The Navier-Stokes Equations and Related Topics

Date: 29 September - 1 October 2013

Location: Mathematical Institute, University of Oxford

This three-day workshop will bring together world-leading experts in the field of mathematical hydrodynamics to discuss recent developments in and future directions of research in this very active area of applied analysis.

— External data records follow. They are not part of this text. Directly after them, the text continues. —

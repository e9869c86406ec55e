//! Column selectors resolved against the current variables of a recipe

use super::{Role, VariableInfo};
use crate::data::ColumnType;
use crate::error::{Result, TabflowError};
use serde::{Deserialize, Serialize};

/// Selects columns by role, type or name
#[derive(Debug, Clone, PartialEq, Serialize, Deserialize)]
pub enum Selector {
    AllPredictors,
    AllNumericPredictors,
    AllNominalPredictors,
    AllNumeric,
    AllNominal,
    AllOutcomes,
    Columns(Vec<String>),
    Except(Box<Selector>, Box<Selector>),
    And(Box<Selector>, Box<Selector>),
}

pub fn all_predictors() -> Selector {
    Selector::AllPredictors
}

pub fn all_numeric_predictors() -> Selector {
    Selector::AllNumericPredictors
}

pub fn all_nominal_predictors() -> Selector {
    Selector::AllNominalPredictors
}

pub fn all_numeric() -> Selector {
    Selector::AllNumeric
}

pub fn all_nominal() -> Selector {
    Selector::AllNominal
}

pub fn all_outcomes() -> Selector {
    Selector::AllOutcomes
}

/// Select columns by name
pub fn columns<S: AsRef<str>>(names: &[S]) -> Selector {
    Selector::Columns(names.iter().map(|s| s.as_ref().to_string()).collect())
}

impl Selector {
    /// Columns matched by `self` but not by `other`
    pub fn except(self, other: Selector) -> Selector {
        Selector::Except(Box::new(self), Box::new(other))
    }

    /// Columns matched by either selector
    pub fn and(self, other: Selector) -> Selector {
        Selector::And(Box::new(self), Box::new(other))
    }

    /// Resolve to column names, in variable order. Named columns must exist.
    pub fn resolve(&self, vars: &[VariableInfo]) -> Result<Vec<String>> {
        let mask = self.mask(vars)?;
        Ok(vars
            .iter()
            .zip(mask)
            .filter(|(_, keep)| *keep)
            .map(|(v, _)| v.variable.clone())
            .collect())
    }

    fn mask(&self, vars: &[VariableInfo]) -> Result<Vec<bool>> {
        let mask = match self {
            Selector::AllPredictors => by(vars, |v| v.role == Role::Predictor),
            Selector::AllNumericPredictors => {
                by(vars, |v| v.role == Role::Predictor && v.column_type == ColumnType::Numeric)
            }
            Selector::AllNominalPredictors => {
                by(vars, |v| v.role == Role::Predictor && v.column_type == ColumnType::Nominal)
            }
            Selector::AllNumeric => by(vars, |v| v.column_type == ColumnType::Numeric),
            Selector::AllNominal => by(vars, |v| v.column_type == ColumnType::Nominal),
            Selector::AllOutcomes => by(vars, |v| v.role == Role::Outcome),
            Selector::Columns(names) => {
                if let Some(missing) = names.iter().find(|n| !vars.iter().any(|v| &v.variable == *n)) {
                    return Err(TabflowError::FeatureNotFound(missing.clone()));
                }
                by(vars, |v| names.contains(&v.variable))
            }
            Selector::Except(a, b) => {
                let (a, b) = (a.mask(vars)?, b.mask(vars)?);
                a.into_iter().zip(b).map(|(x, y)| x && !y).collect()
            }
            Selector::And(a, b) => {
                let (a, b) = (a.mask(vars)?, b.mask(vars)?);
                a.into_iter().zip(b).map(|(x, y)| x || y).collect()
            }
        };
        Ok(mask)
    }
}

fn by(vars: &[VariableInfo], f: impl Fn(&VariableInfo) -> bool) -> Vec<bool> {
    vars.iter().map(f).collect()
}

impl std::fmt::Display for Selector {
    fn fmt(&self, f: &mut std::fmt::Formatter<'_>) -> std::fmt::Result {
        match self {
            Selector::AllPredictors => write!(f, "all_predictors()"),
            Selector::AllNumericPredictors => write!(f, "all_numeric_predictors()"),
            Selector::AllNominalPredictors => write!(f, "all_nominal_predictors()"),
            Selector::AllNumeric => write!(f, "all_numeric()"),
            Selector::AllNominal => write!(f, "all_nominal()"),
            Selector::AllOutcomes => write!(f, "all_outcomes()"),
            Selector::Columns(names) => write!(f, "{}", names.join(", ")),
            Selector::Except(a, b) => write!(f, "{}, -({})", a, b),
            Selector::And(a, b) => write!(f, "{}, {}", a, b),
        }
    }
}
//! tabflow CLI
//!
//! Inspect a dataset, fit a workflow with a held-out test set, predict with a
//! saved workflow, and compare models by cross-validation.

use clap::{Parser, Subcommand};
use colored::*;
use polars::prelude::*;
use std::io::Write;
use std::path::{Path, PathBuf};
use std::time::Instant;

use crate::config::PipelineConfig;
use crate::data::{DataLoader, DataSaver, DatasetSummary};
use crate::metrics::{ConfusionMatrix, MetricEstimate, RocCurve, PRED_CLASS};
use crate::resample::{compare_workflows, ResampleControl};
use crate::split::{initial_split, vfold_cv};
use crate::workflow::{last_fit, FittedWorkflow, PredictType};

// ─── Styling helpers ───────────────────────────────────────────────────────────

fn dim(s: &str) -> ColoredString    { s.truecolor(100, 100, 100) }
fn accent(s: &str) -> ColoredString { s.truecolor(120, 170, 255) }
fn muted(s: &str) -> ColoredString  { s.truecolor(140, 140, 140) }
fn ok(s: &str) -> ColoredString     { s.truecolor(100, 210, 120) }

fn step_run(msg: &str) {
    print!("  {} {}... ", accent("›"), msg);
    let _ = std::io::stdout().flush();
}

fn step_done(detail: &str) {
    println!("{} {}", ok("done"), dim(detail));
}

fn section(title: &str) {
    println!();
    println!("  {}", title.white().bold());
    println!("  {}", dim(&"─".repeat(56)));
}

fn fmt_value(v: f64) -> String {
    if v.is_nan() { "NA".to_string() } else { format!("{:.4}", v) }
}

// ─── CLI definition ────────────────────────────────────────────────────────────

#[derive(Parser)]
#[command(name = "tabflow")]
#[command(version = env!("CARGO_PKG_VERSION"))]
#[command(about = "Tabular modeling pipelines: split, preprocess, fit, evaluate")]
#[command(long_about = None)]
pub struct Cli {
    #[command(subcommand)]
    pub command: Commands,
}

#[derive(Subcommand)]
pub enum Commands {
    /// Summarise a dataset
    Info {
        /// Input CSV/TSV file
        #[arg(short, long)]
        data: PathBuf,
    },

    /// Split the data, fit a workflow on the training set and evaluate on the test set
    Fit {
        /// Input CSV/TSV file
        #[arg(short, long)]
        data: PathBuf,

        /// Outcome column (required without --config)
        #[arg(short, long)]
        target: Option<String>,

        /// Pipeline configuration JSON
        #[arg(short, long)]
        config: Option<PathBuf>,

        /// Name of the configured model to fit
        #[arg(short, long, default_value = "logistic_reg")]
        model: String,

        /// Random seed for the split and the model
        #[arg(long)]
        seed: Option<u64>,

        /// Write the fitted workflow as JSON
        #[arg(short, long)]
        output: Option<PathBuf>,

        /// Write the test-set ROC curve as CSV
        #[arg(long)]
        roc: Option<PathBuf>,
    },

    /// Predict with a saved workflow
    Predict {
        /// Fitted workflow JSON
        #[arg(short, long)]
        model: PathBuf,

        /// Input CSV/TSV file
        #[arg(short, long)]
        data: PathBuf,

        /// Prediction type (class, prob, numeric); all prediction columns when omitted
        #[arg(long = "type")]
        kind: Option<String>,

        /// Output CSV file; a preview is printed when omitted
        #[arg(short, long)]
        output: Option<PathBuf>,
    },

    /// Compare every configured model by v-fold cross-validation on the training set
    Resample {
        /// Input CSV/TSV file
        #[arg(short, long)]
        data: PathBuf,

        /// Outcome column (required without --config)
        #[arg(short, long)]
        target: Option<String>,

        /// Pipeline configuration JSON
        #[arg(short, long)]
        config: Option<PathBuf>,

        /// Number of folds; overrides the configuration
        #[arg(short = 'v', long)]
        folds: Option<usize>,

        /// Random seed for the split, the folds and the models
        #[arg(long)]
        seed: Option<u64>,

        /// Evaluate folds one at a time
        #[arg(long)]
        sequential: bool,
    },
}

Topics will include the existence, uniqueness and regularity of the Navier-Stokes equations, Euler’s equations and other related hydrodynamics models, as well as numerical aspects. Recent developments in the mathematical study of incompressible fluid models will also be discussed, including, but not limited to:

• progress on regularity of solutions to the Navier-Stokes equations and certain incompressible geophysical and polymeric fluid models
• large-scale numerical simulations that shed some light on conjectured scenarios for the blow-up of solutions of the 3D Euler’s equations
• progress on regularity of quasi-geostrophic equation with critical dissipation exponent
• new approach to “rough solutions” of Euler via convex integration
• the nearly complete solution of the Onsager conjecture about the energy preserving of the solutions to 3d Euler’s equations

The workshop will facilitate an exciting exchange of ideas, with new ideas emerging as a result of the interaction between the participants who have been chosen to represent the broad mathematical analysis community working on various aspects of hydrodynamics.

Speakers:  Diego Cordoba (ICMAT), Camillo De Lellis (Zürich), Yoshikazu Giga (Tokyo), Thomas Yuizhao Hou (Caltech), Alexander Kiselev (Wisconsin), Nader Masmoudi (NYU), Laure Saint-Raymond (ENS Paris), Vlad Vicol (Princeton), Sijue Wu (Michigan)

This is one of four concurrent workshops held in association with the 2013 Clay Research Conference.